A descriptive study was conducted recruiting all patients with suspected sepsis (qSOFA ≥ 2 with evidence of infection) admitted to a tertiary care hospital in Sri Lanka between March and June 2022. "Lactate-plus", a hand-held lactate analyser, was used to measure CL and VL at t and t of admission. The lactate analyser was tested for accuracy and calibrated in a pilot study of 30 patients by correlating to laboratory lactate values. Patient demographics, clinical data and outcomes during hospitalization and at 28 days were assessed.
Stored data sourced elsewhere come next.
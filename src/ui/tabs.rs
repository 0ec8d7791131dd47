// Navigation bar rendering with a cart badge.
// Highlights the active section and greets the signed-in shopper.

use ratatui::{prelude::*, widgets::*};

use crate::state::{Coordinator, NAV_LINKS, ViewState};

/// Draw the navigation bar at the top of the screen.
pub fn draw_navbar(frame: &mut Frame, store: &Coordinator, area: Rect) {
    let active = store.view();
    let cart_count = store.cart_count();

    let titles: Vec<Line> = NAV_LINKS
        .iter()
        .enumerate()
        .map(|(i, view)| {
            let title = match view {
                ViewState::Cart if cart_count > 0 => format!("Cart ({})", cart_count),
                ViewState::Profile => match store.session().user() {
                    Some(user) => user.first_name().to_string(),
                    None => "Log In".to_string(),
                },
                other => other.title().to_string(),
            };

            let style = if *view == active {
                Style::default()
                    .fg(Color::Yellow)
                    .add_modifier(Modifier::BOLD)
            } else if *view == ViewState::Cart && cart_count > 0 {
                Style::default().fg(Color::Green)
            } else {
                Style::default().fg(Color::White)
            };

            Line::from(Span::styled(format!("{} {}", i + 1, title), style))
        })
        .collect();

    let selected = NAV_LINKS.iter().position(|v| *v == active);

    let navbar = Tabs::new(titles)
        .block(
            Block::default()
                .borders(Borders::BOTTOM)
                .border_style(Style::default().fg(Color::DarkGray))
                .title(" AICE_SHOP ")
                .title_style(
                    Style::default()
                        .fg(Color::Magenta)
                        .add_modifier(Modifier::BOLD),
                ),
        )
        .select(selected.unwrap_or(0))
        .highlight_style(if selected.is_some() {
            Style::default().fg(Color::Yellow)
        } else {
            Style::default()
        })
        .divider(Span::raw(" │ "));

    frame.render_widget(navbar, area);
}
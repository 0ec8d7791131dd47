// Account and checkout screens.
// Login and register forms, the profile page with order tracking, and payment.

use ratatui::{prelude::*, widgets::*};

use crate::catalog::{User, format_price};
use crate::state::account::OrderStatus;
use crate::state::{
    CartLine, CheckoutState, FormField, OrderSummary, PasswordStrength, ProfileState,
    ShippingMethod, TextForm,
};

fn field_label(field: FormField) -> &'static str {
    match field {
        FormField::Name => "Name",
        FormField::Email => "Email",
        FormField::Password => "Password",
        FormField::Address => "Address",
    }
}

/// Form rows, with the focused field highlighted and the password masked.
fn form_lines(form: &TextForm, focused: bool) -> Vec<Line<'static>> {
    form.fields()
        .iter()
        .map(|&field| {
            let active = focused && form.field == field;
            let value = match field {
                FormField::Password => "•".repeat(form.password.chars().count()),
                other => form.value(other).to_string(),
            };
            let label_style = if active {
                Style::default().fg(Color::Yellow)
            } else {
                Style::default().fg(Color::DarkGray)
            };
            let mut spans = vec![
                Span::styled(format!("{:<10}", field_label(field)), label_style),
                Span::raw(value),
            ];
            if active {
                spans.push(Span::styled("█", Style::default().fg(Color::Yellow)));
            }
            Line::from(spans)
        })
        .collect()
}

/// A centered box of fixed size inside `area`.
fn centered(area: Rect, width: u16, height: u16) -> Rect {
    let width = width.min(area.width);
    let height = height.min(area.height);
    Rect::new(
        area.x + (area.width - width) / 2,
        area.y + (area.height - height) / 2,
        width,
        height,
    )
}

pub fn draw_login(frame: &mut Frame, form: &TextForm, area: Rect) {
    let mut lines = vec![
        Line::from(Span::styled(
            "WELCOME BACK",
            Style::default().add_modifier(Modifier::BOLD),
        )),
        Line::from(Span::styled(
            "Any credentials work in this demo.",
            Style::default().fg(Color::DarkGray),
        )),
        Line::from(""),
    ];
    lines.extend(form_lines(form, true));
    lines.push(Line::from(""));
    lines.push(Line::from(vec![
        Span::styled("↵", Style::default().fg(Color::Yellow)),
        Span::styled(" log in   ", Style::default().fg(Color::DarkGray)),
        Span::styled("^R", Style::default().fg(Color::Yellow)),
        Span::styled(" create account", Style::default().fg(Color::DarkGray)),
    ]));

    let widget = Paragraph::new(lines).block(
        Block::default()
            .borders(Borders::ALL)
            .border_style(Style::default().fg(Color::Cyan))
            .title(" Log In "),
    );
    frame.render_widget(Clear, centered(area, 50, 10));
    frame.render_widget(widget, centered(area, 50, 10));
}

pub fn draw_register(frame: &mut Frame, form: &TextForm, area: Rect) {
    let strength = PasswordStrength::of(&form.password);
    let color = match strength {
        PasswordStrength::Empty => Color::DarkGray,
        PasswordStrength::Weak => Color::Red,
        PasswordStrength::Fair => Color::Yellow,
        PasswordStrength::Strong => Color::Green,
    };
    let meter: String = (1..=3)
        .map(|segment| if segment <= strength.level() { '■' } else { '□' })
        .collect();

    let mut lines = vec![
        Line::from(Span::styled(
            "JOIN THE CREW",
            Style::default().add_modifier(Modifier::BOLD),
        )),
        Line::from(""),
    ];
    lines.extend(form_lines(form, true));
    lines.push(Line::from(vec![
        Span::styled(format!("{:<10}", ""), Style::default()),
        Span::styled(meter, Style::default().fg(color)),
        Span::styled(format!(" {}", strength.label()), Style::default().fg(color)),
    ]));
    lines.push(Line::from(""));
    lines.push(Line::from(vec![
        Span::styled("↵", Style::default().fg(Color::Yellow)),
        Span::styled(" create account   ", Style::default().fg(Color::DarkGray)),
        Span::styled("^L", Style::default().fg(Color::Yellow)),
        Span::styled(" log in", Style::default().fg(Color::DarkGray)),
    ]));

    let widget = Paragraph::new(lines).block(
        Block::default()
            .borders(Borders::ALL)
            .border_style(Style::default().fg(Color::Cyan))
            .title(" Create Account "),
    );
    frame.render_widget(Clear, centered(area, 50, 11));
    frame.render_widget(widget, centered(area, 50, 11));
}

/// Draw the profile page: details form on the left, order history on the right.
pub fn draw_profile(frame: &mut Frame, user: &User, profile: &mut ProfileState, area: Rect) {
    let columns = Layout::default()
        .direction(Direction::Horizontal)
        .constraints([Constraint::Percentage(40), Constraint::Percentage(60)])
        .split(area);

    let dim = Style::default().fg(Color::DarkGray);
    let mut details = vec![
        Line::from(Span::styled(
            user.name.to_uppercase(),
            Style::default()
                .fg(Color::Magenta)
                .add_modifier(Modifier::BOLD),
        )),
        Line::from(vec![
            Span::styled("Member #", dim),
            Span::raw(user.id.clone()),
        ]),
        Line::from(vec![
            Span::styled("Balance ", dim),
            Span::styled(format_price(user.balance), Style::default().fg(Color::Green)),
        ]),
        Line::from(""),
    ];
    details.extend(form_lines(&profile.form, profile.editing));

    let title = if profile.editing {
        " Details (editing) "
    } else {
        " Details  e edit "
    };
    let details_widget = Paragraph::new(details)
        .wrap(Wrap { trim: true })
        .block(Block::default().borders(Borders::ALL).title(title));
    frame.render_widget(details_widget, columns[0]);

    let items: Vec<ListItem> = profile
        .orders
        .iter()
        .map(|order| {
            let status_color = match order.status {
                OrderStatus::Delivered => Color::Green,
                OrderStatus::Shipped => Color::Yellow,
            };
            let mut lines = vec![Line::from(vec![
                Span::styled(
                    format!("{:<11}", order.id),
                    Style::default().add_modifier(Modifier::BOLD),
                ),
                Span::styled(format!("{}  ", order.date), dim),
                Span::styled(
                    format!("{:>9}  ", format_price(order.total)),
                    Style::default().fg(Color::Green),
                ),
                Span::styled(order.status.label(), Style::default().fg(status_color)),
            ])];

            if profile.expanded == Some(order.id) {
                let steps = [
                    ("Order placed", true),
                    ("Shipped", true),
                    ("Out for delivery", !order.is_active()),
                    ("Delivered", !order.is_active()),
                ];
                for (step, done) in steps {
                    let (mark, style) = if done {
                        ("●", Style::default().fg(Color::Green))
                    } else {
                        ("○", dim)
                    };
                    lines.push(Line::from(vec![
                        Span::raw("    "),
                        Span::styled(mark, style),
                        Span::styled(format!(" {}", step), style),
                    ]));
                }
            }
            ListItem::new(lines)
        })
        .collect();

    let orders = List::new(items)
        .block(
            Block::default()
                .borders(Borders::ALL)
                .title(" Order History  ↵ track "),
        )
        .highlight_style(Style::default().bg(Color::DarkGray))
        .highlight_symbol("> ");
    frame.render_stateful_widget(orders, columns[1], &mut profile.list.list_state);
}

/// Draw shipping choice, order lines, and the price summary.
pub fn draw_checkout(
    frame: &mut Frame,
    lines: &[CartLine],
    state: &CheckoutState,
    summary: &OrderSummary,
    area: Rect,
) {
    let columns = Layout::default()
        .direction(Direction::Horizontal)
        .constraints([Constraint::Percentage(55), Constraint::Percentage(45)])
        .split(area);

    let dim = Style::default().fg(Color::DarkGray);
    let mut shipping = vec![Line::from(Span::styled(
        "SHIPPING METHOD",
        Style::default().add_modifier(Modifier::BOLD),
    ))];
    for method in [ShippingMethod::Standard, ShippingMethod::Express] {
        let chosen = state.shipping == method;
        let marker = if chosen { "(•) " } else { "( ) " };
        let style = if chosen {
            Style::default().fg(Color::Yellow)
        } else {
            dim
        };
        shipping.push(Line::from(vec![
            Span::styled(marker, style),
            Span::styled(method.label(), style),
        ]));
    }
    shipping.push(Line::from(""));
    shipping.push(Line::from(Span::styled(
        "ITEMS",
        Style::default().add_modifier(Modifier::BOLD),
    )));
    for line in lines {
        shipping.push(Line::from(vec![
            Span::raw(format!("{} ", line.product.name)),
            Span::styled(format!("x{} ", line.quantity), dim),
            Span::styled(format_price(line.line_total()), Style::default().fg(Color::Green)),
        ]));
    }

    let left = Paragraph::new(shipping)
        .wrap(Wrap { trim: true })
        .block(Block::default().borders(Borders::ALL).title(" Checkout  s shipping "));
    frame.render_widget(left, columns[0]);

    let row = |label: &'static str, amount: String| {
        Line::from(vec![
            Span::styled(format!("{:<12}", label), dim),
            Span::raw(amount),
        ])
    };
    let shipping_cost = if summary.shipping.is_zero() {
        "FREE".to_string()
    } else {
        format_price(summary.shipping)
    };

    let pay = if state.processing {
        Span::styled("⏳ PROCESSING...", Style::default().fg(Color::Yellow))
    } else {
        Span::styled(
            format!("↵ PAY {}", format_price(summary.total)),
            Style::default()
                .fg(Color::Black)
                .bg(Color::Green)
                .add_modifier(Modifier::BOLD),
        )
    };

    let totals = Paragraph::new(vec![
        row("Subtotal", format_price(summary.subtotal)),
        row("Shipping", shipping_cost),
        row("Tax", format_price(summary.tax)),
        Line::from(""),
        Line::from(vec![
            Span::styled(format!("{:<12}", "Total"), Style::default().add_modifier(Modifier::BOLD)),
            Span::styled(
                format_price(summary.total),
                Style::default()
                    .fg(Color::Green)
                    .add_modifier(Modifier::BOLD),
            ),
        ]),
        Line::from(""),
        Line::from(pay),
    ])
    .block(Block::default().borders(Borders::ALL).title(" Summary "));
    frame.render_widget(totals, columns[1]);
}
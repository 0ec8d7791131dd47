// Checkout view state.
// Shipping choice, order pricing, and the simulated payment busy flag.

use rust_decimal::Decimal;

use crate::config::Settings;

#[derive(Debug, Clone, Copy, PartialEq, Eq, Default)]
pub enum ShippingMethod {
    #[default]
    Standard,
    Express,
}

impl ShippingMethod {
    pub fn label(&self) -> &'static str {
        match self {
            ShippingMethod::Standard => "Standard (5-7 days)",
            ShippingMethod::Express => "Express (1-2 days)",
        }
    }

    pub fn toggle(&self) -> Self {
        match self {
            ShippingMethod::Standard => ShippingMethod::Express,
            ShippingMethod::Express => ShippingMethod::Standard,
        }
    }
}

/// Price breakdown shown next to the pay button.
#[derive(Debug, Clone, Copy, PartialEq, Eq)]
pub struct OrderSummary {
    pub subtotal: Decimal,
    pub shipping: Decimal,
    pub tax: Decimal,
    pub total: Decimal,
}

impl OrderSummary {
    /// Price an order. Tax applies to the subtotal only and is rounded to cents.
    pub fn compute(subtotal: Decimal, method: ShippingMethod, settings: &Settings) -> Self {
        let shipping = match method {
            ShippingMethod::Standard => Decimal::ZERO,
            ShippingMethod::Express => settings.express_shipping,
        };
        let tax = (subtotal * settings.tax_rate).round_dp(2);
        Self {
            subtotal,
            shipping,
            tax,
            total: subtotal + shipping + tax,
        }
    }
}

/// State for the checkout view.
#[derive(Debug, Clone, Default)]
pub struct CheckoutState {
    pub shipping: ShippingMethod,
    /// Payment is in flight; the pay button is disabled.
    pub processing: bool,
}

impl CheckoutState {
    pub fn new() -> Self {
        Self::default()
    }

    pub fn toggle_shipping(&mut self) {
        if !self.processing {
            self.shipping = self.shipping.toggle();
        }
    }

    /// Start payment. Returns false if a payment is already processing.
    pub fn begin_payment(&mut self) -> bool {
        if self.processing {
            return false;
        }
        self.processing = true;
        true
    }

    pub fn finish_payment(&mut self) {
        self.processing = false;
    }

    pub fn summary(&self, subtotal: Decimal, settings: &Settings) -> OrderSummary {
        OrderSummary::compute(subtotal, self.shipping, settings)
    }
}

#[cfg(test)]
mod tests {
    use super::*;

    #[test]
    fn test_standard_shipping_is_free() {
        let settings = Settings::default();
        let summary = OrderSummary::compute(Decimal::from(100), ShippingMethod::Standard, &settings);
        assert_eq!(summary.shipping, Decimal::ZERO);
        assert_eq!(summary.tax, Decimal::new(700, 2));
        assert_eq!(summary.total, Decimal::new(10700, 2));
    }

    #[test]
    fn test_express_shipping_adds_fee() {
        let settings = Settings::default();
        let summary = OrderSummary::compute(Decimal::from(205), ShippingMethod::Express, &settings);
        assert_eq!(summary.shipping, Decimal::from(15));
        assert_eq!(summary.tax, Decimal::new(1435, 2));
        assert_eq!(summary.total, Decimal::new(23435, 2));
    }

    #[test]
    fn test_tax_rounds_to_cents() {
        let settings = Settings::default();
        // 0.07 * 35.55 = 2.4885
        let summary = OrderSummary::compute(Decimal::new(3555, 2), ShippingMethod::Standard, &settings);
        assert_eq!(summary.tax, Decimal::new(249, 2));
    }

    #[test]
    fn test_payment_not_reentrant() {
        let mut state = CheckoutState::new();
        assert!(state.begin_payment());
        assert!(!state.begin_payment());

        // Shipping is locked once payment starts
        state.toggle_shipping();
        assert_eq!(state.shipping, ShippingMethod::Standard);
    }
}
There were 102 patients with suspected sepsis and a median age of 71.5 (interquartile range: 62-77) years were recruited. Majority were females (n = 52, 51%). Majority of the source of infection was pulmonary (n = 57, 55.9%) and urological (n = 19, 18.6%). Paired CL and VL values significantly correlated at both t and t (p < 0.001). CL at t predicted 28-day mortality with a ROC curve AUC of 0.89 (95% CI: 0.82-0.95, p < 0.05) and 3.5 mmol/L was the best cut-off value with an 85% sensitivity and 78% specificity. CL ≥ 3.5 at t was associated with increased intensive care unit (ICU) admission (p < 0.01), vasopressor requirement (p < 0.0001), and a higher mortality rate (p < 0.001) compared to CL < 3.5. Additionally, a capillary lactate clearance greater than 64% predicted a good outcome, with a 97% sensitivity and 91% specificity.
CL measured by a lactate meter correlates well with VL and effectively predicts sepsis outcomes. A CL cut-off ≥ 3.5 mmol/L at admission increases the risk of mortality, vasopressor requirement and ICU admission, making CL a useful tool for risk assessment in sepsis.
尽管静脉血乳酸(VL)在脓毒症管理中具有重要意义,但通过血气分析仪测量的静脉血乳酸并不普遍可用。通过手持式乳酸分析仪测量的毛细血管血乳酸(CL)是一种可行且成本较低的选择。本研究的目的是确定脓毒症患者在0小时(t)和6小时(t)时CL与VL之间的相关性,并确定预测不良结局的最佳CL和乳酸清除率临界值。
进行了一项描述性研究,纳入了2022年3月至6月期间入住斯里兰卡一家三级护理医院的所有疑似脓毒症患者(qSOFA≥2且有感染证据)。使用手持式乳酸分析仪“Lactate-plus”在入院时的t和t测量CL和VL。在一项对30名患者的预试验中,通过与实验室乳酸值进行相关性分析,对乳酸分析仪进行了准确性测试和校准。评估了患者的人口统计学特征、临床数据以及住院期间和28天时的结局。
共纳入102例疑似脓毒症患者,中位年龄为71.5岁(四分位间距:62-77岁)。大多数为女性(n = 52,51%)。感染源主要为肺部(n = 57,55.9%)和泌尿系统(n = 19,18.6%)。配对的CL和VL值在t和t时均显著相关(p < 0.001)。入院时t的CL预测28天死亡率的ROC曲线AUC为0.89(95%CI:0.82-0.95,p < 0.05),最佳临界值为3.5 mmol/L,敏感性为85%,特异性为78%。与CL < 3.5相比,入院时t的CL≥3.5与重症监护病房(ICU)入住率增加(p < 0.01)、血管活性药物需求增加(p < 0.0001)和死亡率升高(p < 0.001)相关。此外,毛细血管血乳酸清除率大于64%预测结局良好,敏感性为97%,特异性为91%。
通过乳酸计测量的CL与VL相关性良好,可有效预测脓毒症结局。入院时CL临界值≥3.5 mmol/L会增加死亡风险、血管活性药物需求和ICU入住率,使CL成为脓毒症风险评估的有用工具。